Several in vitro and in vivo studies have investigated different extracellular proteins in probiotics using intestinal cell lines to evaluate the antagonistic interactions between pathogens and probiotics. In a study assessing the adhesion ability of 12 commonly used probiotic strains and antagonistic interactions with enteropathogens (Enterobacter, Clostridium, Staphylococcus, and Bacteroides), all tested probiotic strains could prevent bacterial pathogen colonization in the intestinal epithelium models [21]. Tight adhesion (Tad) pili (Type IVb pili) in B. breve UCC2003 has also been found to be a critical element for gut colonization (202) and has a proliferation impact on intestinal epithelial cells in mice models [22]. A comparative study on the physiological characteristics and acid-resistant phenotype of B. longum and B. catenulatum has shown that acid-resistant Bifidobacterium strains showed a greater adhesion to the human intestinal mucus and a higher displacement ability (competitive exclusion) on E. coli, Salmonella enterica serovar Typhimurium, Listeria monocytogenes, Enterobacter sakazakii, and Clostridium difficile from adhering to human intestinal mucus compared to the acid-sensitive strains. These results highlight the significance of carefully evaluating the safety, effectiveness, and phenotypic traits of probiotic strains before clinical trial research [23].
The human plasminogen-binding activity of different species of Bifidobacterium (B. bifidum, B. longum, and Bifidobacterium lactis) has also shown that Bifidobacterium has a unique adhesion ability through degradation of the extracellular matrix which allows Bifidobacterium-host interaction [24].

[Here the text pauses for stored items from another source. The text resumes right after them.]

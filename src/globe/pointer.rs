/// Where a pointer event came from. Touch follows the exact same rules as
/// the mouse; the tag only shows up in logs.
#[derive(Clone, Copy, Debug, PartialEq, Eq)]
pub enum PointerSource {
    Mouse,
    Touch,
}

/// Outcome of a pointer release.
#[derive(Clone, Copy, Debug, PartialEq)]
pub enum Release {
    /// Released without dragging: pick at this position
    Click { x: f64, y: f64 },
    /// The gesture was a drag
    DragEnd,
    /// Release without a matching press
    Ignored,
}

/// Press/drag/release tracking for one pointer.
#[derive(Clone, Debug, Default)]
pub struct DragGesture {
    last: Option<(f64, f64)>,
    /// Sum of |dx| + |dy| since the press
    travel: f64,
    has_dragged: bool,
}

impl DragGesture {
    pub fn new() -> Self {
        Self::default()
    }

    pub fn is_dragging(&self) -> bool {
        self.last.is_some()
    }

    pub fn has_dragged(&self) -> bool {
        self.has_dragged
    }

    pub fn press(&mut self, x: f64, y: f64) {
        self.last = Some((x, y));
        self.travel = 0.0;
        self.has_dragged = false;
    }

    /// Delta since the previous move, or `None` when not dragging.
    /// Marks the gesture as a drag once the accumulated movement exceeds
    /// `threshold`.
    pub fn motion(&mut self, x: f64, y: f64, threshold: f64) -> Option<(f64, f64)> {
        let (lx, ly) = self.last?;
        let dx = x - lx;
        let dy = y - ly;
        self.travel += dx.abs() + dy.abs();
        if self.travel > threshold {
            self.has_dragged = true;
        }
        self.last = Some((x, y));
        Some((dx, dy))
    }

    pub fn release(&mut self, x: f64, y: f64) -> Release {
        if self.last.take().is_none() {
            return Release::Ignored;
        }
        if self.has_dragged {
            Release::DragEnd
        } else {
            Release::Click { x, y }
        }
    }

    /// Pointer left the surface: drop the gesture without a click.
    pub fn leave(&mut self) {
        self.last = None;
    }
}
impl GlobeWidget {
    /// Build the scene for a canvas of `width` x `height` pixels.
    ///
    /// Queues the first texture load; drain it with [`Self::take_texture_request`].
    pub fn new(locations: Vec<Location>, dark_mode: bool, config: GlobeConfig, width: usize, height: usize) -> Self {
        let camera = Camera::new(config.camera_distance, config.fov_y_deg, width, height);
        let mut widget = Self {
            config,
            locations,
            camera,
            orientation: Orientation::default(),
            markers: MarkerGroup::new(),
            texture: None,
            loaded: false,
            texture_generation: 0,
            pending_texture: None,
            dark_mode,
            category: Category::Sales,
            search: String::new(),
            visible: Vec::new(),
            selected: None,
            gesture: DragGesture::new(),
            fly: FlyTo::Idle,
            mounted: true,
        };
        widget.queue_texture();
        widget.rebuild_markers();
        log::info!(
            "globe mounted with {} locations ({}x{} px, dark={})",
            widget.locations.len(),
            width,
            height,
            dark_mode
        );
        widget
    }

    fn queue_texture(&mut self) {
        self.texture_generation += 1;
        self.pending_texture = Some(TextureRequest {
            generation: self.texture_generation,
            dark_mode: self.dark_mode,
            path: self.config.texture_path(self.dark_mode),
        });
    }

    /// Texture load the shell should start, if one is queued.
    pub fn take_texture_request(&mut self) -> Option<TextureRequest> {
        self.pending_texture.take()
    }

    /// Apply a finished load. Loads superseded by a newer request are dropped.
    /// A failed load is logged and replaced by fallback linework.
    pub fn apply_texture(&mut self, load: TextureLoad) {
        if !self.mounted {
            return;
        }
        if load.generation != self.texture_generation {
            log::debug!(
                "dropping stale texture load {} (current {})",
                load.generation,
                self.texture_generation
            );
            return;
        }
        match load.result {
            Ok(texture) => {
                log::info!("texture loaded: {} lines, {} vertices", texture.lines.len(), texture.vertex_count());
                self.texture = Some(texture);
            }
            Err(e) => {
                log::warn!("failed to load texture, using fallback: {e:#}");
                self.texture = Some(Texture::fallback());
            }
        }
        self.loaded = true;
    }

    pub fn is_loaded(&self) -> bool {
        self.loaded
    }

    /// Discard every marker and recreate them for the current filter.
    pub fn rebuild_markers(&mut self) {
        let disposed = self.markers.dispose_all();

        self.visible = visible_indices(&self.locations, self.category, &self.search).collect();

        let material = Material {
            category: self.category,
            dark_mode: self.dark_mode,
        };
        for &idx in &self.visible {
            let loc = &self.locations[idx];
            let center = latlon_to_local(loc.lat, loc.lon, self.config.marker_radius);
            self.markers.add(Mesh {
                shape: Shape::Dot {
                    center,
                    radius: self.config.dot_radius,
                },
                material,
                location_id: loc.id,
            });
            self.markers.add(Mesh {
                shape: Shape::ring(center, self.config.ring_inner, self.config.ring_outer, self.config.ring_segments),
                material,
                location_id: loc.id,
            });
        }

        if let Some(sel) = self.selected() {
            if sel.category != self.category {
                log::debug!("clearing selection {} after switching to {:?}", sel.id, self.category);
                self.selected = None;
            }
        }

        log::debug!(
            "rebuilt markers: disposed {}, created {} for {:?} search={:?}",
            disposed,
            self.markers.live_count(),
            self.category,
            self.search
        );
    }

    pub fn category(&self) -> Category {
        self.category
    }

    pub fn set_category(&mut self, category: Category) {
        if category != self.category {
            self.category = category;
            self.rebuild_markers();
        }
    }

    pub fn search(&self) -> &str {
        &self.search
    }

    pub fn set_search(&mut self, search: &str) {
        if search != self.search {
            self.search = search.to_string();
            self.rebuild_markers();
        }
    }

    pub fn dark_mode(&self) -> bool {
        self.dark_mode
    }

    /// Switch palette: reload the texture and recolor markers in place.
    pub fn set_dark_mode(&mut self, dark_mode: bool) {
        if dark_mode == self.dark_mode {
            return;
        }
        self.dark_mode = dark_mode;
        self.markers.set_dark_mode(dark_mode);
        self.queue_texture();
    }

    pub fn locations(&self) -> &[Location] {
        &self.locations
    }

    /// Locations matching the active category and search, in source order
    pub fn visible_locations(&self) -> impl Iterator<Item = &Location> + '_ {
        self.visible.iter().map(move |&i| &self.locations[i])
    }

    pub fn visible_count(&self) -> usize {
        self.visible.len()
    }

    /// Location ids that currently have a marker, one per location
    pub fn marker_location_ids(&self) -> Vec<u32> {
        self.markers
            .iter()
            .filter(|(_, m)| matches!(m.shape, Shape::Dot { .. }))
            .map(|(_, m)| m.location_id)
            .collect()
    }

    pub fn markers(&self) -> &MarkerGroup {
        &self.markers
    }

    pub fn texture(&self) -> Option<&Texture> {
        self.texture.as_ref()
    }

    pub fn camera(&self) -> &Camera {
        &self.camera
    }

    pub fn config(&self) -> &GlobeConfig {
        &self.config
    }

    pub fn orientation(&self) -> Orientation {
        self.orientation
    }

    pub fn resize(&mut self, width: usize, height: usize) {
        self.camera.set_size(width, height);
    }

    pub fn selected(&self) -> Option<&Location> {
        let id = self.selected?;
        self.locations.iter().find(|l| l.id == id)
    }

    pub fn clear_selection(&mut self) {
        self.selected = None;
    }

    /// Choose a location from the list panel. Same effect as clicking its
    /// marker: select and fly to it. Returns false if it is not visible.
    pub fn select_location(&mut self, id: u32, now: Instant) -> bool {
        let Some(loc) = self.visible_locations().find(|l| l.id == id) else {
            return false;
        };
        let (lat, lon) = (loc.lat, loc.lon);
        log::info!("selected {} ({})", loc.id, loc.city);
        self.selected = Some(id);
        self.rotate_to(lat, lon, now);
        true
    }

    /// Start (or restart) the fly-to animation from the current orientation.
    pub fn rotate_to(&mut self, lat: f64, lon: f64, now: Instant) {
        let target = target_orientation(lat, lon);
        self.fly.start(self.orientation, target, now, self.config.fly_duration);
    }

    pub fn is_animating(&self) -> bool {
        self.fly.is_active()
    }

    /// Advance the animation one frame. Returns true if rotation changed.
    pub fn tick(&mut self, now: Instant) -> bool {
        match self.fly.tick(now) {
            Some(o) => {
                self.orientation = o;
                true
            }
            None => false,
        }
    }

    pub fn pointer_down(&mut self, x: f64, y: f64, source: PointerSource) {
        log::trace!("{source:?} down at ({x:.1}, {y:.1})");
        self.gesture.press(x, y);
    }

    /// Drag rotation. A drag overrides any flight in progress.
    pub fn pointer_move(&mut self, x: f64, y: f64, _source: PointerSource) {
        let Some((dx, dy)) = self.gesture.motion(x, y, self.config.drag_threshold) else {
            return;
        };
        if dx == 0.0 && dy == 0.0 {
            return;
        }
        self.fly.cancel();
        let s = self.config.drag_sensitivity;
        self.orientation.yaw += dx * s;
        self.orientation.pitch += dy * s;
    }

    /// End of a gesture. A release that never dragged is a click and picks
    /// the marker under the pointer. Returns the newly selected id.
    pub fn pointer_up(&mut self, x: f64, y: f64, source: PointerSource, now: Instant) -> Option<u32> {
        match self.gesture.release(x, y) {
            Release::Click { x, y } => {
                let id = self.hit_test(x, y)?;
                log::debug!("{source:?} click picked location {id}");
                self.select_location(id, now).then_some(id)
            }
            Release::DragEnd | Release::Ignored => None,
        }
    }

    pub fn pointer_leave(&mut self) {
        self.gesture.leave();
    }

    pub fn is_dragging(&self) -> bool {
        self.gesture.is_dragging()
    }

    /// Location under a canvas pixel. Only markers are tested, the globe
    /// itself never occludes.
    pub fn hit_test(&self, x: f64, y: f64) -> Option<u32> {
        let ray = self.camera.ray_through(x, y);
        // Markers live in globe space: undo the rotation on the ray
        let inv = self.orientation.matrix().transpose();
        let local = Ray {
            origin: inv * ray.origin,
            dir: inv * ray.dir,
        };
        let hit = self.markers.pick(&local)?;
        self.visible_locations()
            .find(|l| l.id == hit.location_id)
            .map(|l| l.id)
    }

    /// Screen position of a location's marker, if it is on screen side of
    /// the camera.
    pub fn marker_screen_pos(&self, id: u32) -> Option<(f64, f64)> {
        let loc = self.locations.iter().find(|l| l.id == id)?;
        let local = latlon_to_local(loc.lat, loc.lon, self.config.marker_radius);
        self.camera.project(self.orientation.matrix() * local)
    }

    /// Release every scene resource and stop the animation. Idempotent.
    pub fn teardown(&mut self) {
        if !self.mounted {
            return;
        }
        self.fly.cancel();
        self.gesture.leave();
        let disposed = self.markers.dispose_all();
        self.texture = None;
        self.pending_texture = None;
        self.mounted = false;
        log::info!("globe unmounted, released {disposed} marker meshes");
    }

    pub fn is_mounted(&self) -> bool {
        self.mounted
    }
}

In another study, the phenotypic characteristics of B. breve and B. longum isolated from preterm and full-term infants were examined. This study revealed a significant variation across different isolates in terms of Caco-2 cells adhesion, surface hydrophobicity, and autoaggregation properties which may show strain-specific phenotypic traits that should be considered when choosing the probiotic candidate for modifying the gut microbiota in preterm newborns [25]. It might also explain why, despite probiotic treatment, some investigations have not shown successful competitive exclusion or fecal detection of Bifidobacterium. These findings may point to the need for a case-by-case comparison of probiotic strains and infectious agents in order to identify the optimal probiotic candidate with the potential to adhere to and colonize the gastrointestinal tract while also improving disease outcomes.

6. Synthesis of Antimicrobial Compounds

Another successful tactic against Gram-positive and Gram-negative bacteria is the production of antibacterial compounds by probiotic strains. There have been several low molecular weight compounds (LMWs) found in Bifidobacterium strains that show inhibitory properties against pathogens. For instance, short-chain fatty acids (such as acetate, butyrate, and propionate) are the end-products of the metabolism of human undigestible carbohydrates produced by gut microbiota and probiotic strains and have been used as health indicators in the diagnosis of gastrointestinal diseases. In multiple human and animal investigations, the administration of Bifidobacterium was linked to greater levels of short-chain fatty acids and a reduction in intestinal damage [26][27][28]. Numerous studies have also linked LMW lipophilic compounds to the inhibitory actions of Bifidobacterium [29][30]. In Caco-2 cells and mouse models, for example, the antibacterial activity of 14 Bifidobacterium strains isolated from newborn fecal samples against S Typhimurium SL1344 revealed antagonistic action of Bifidobacterium strains either through cell entry prevention or intracellular inhibition [29].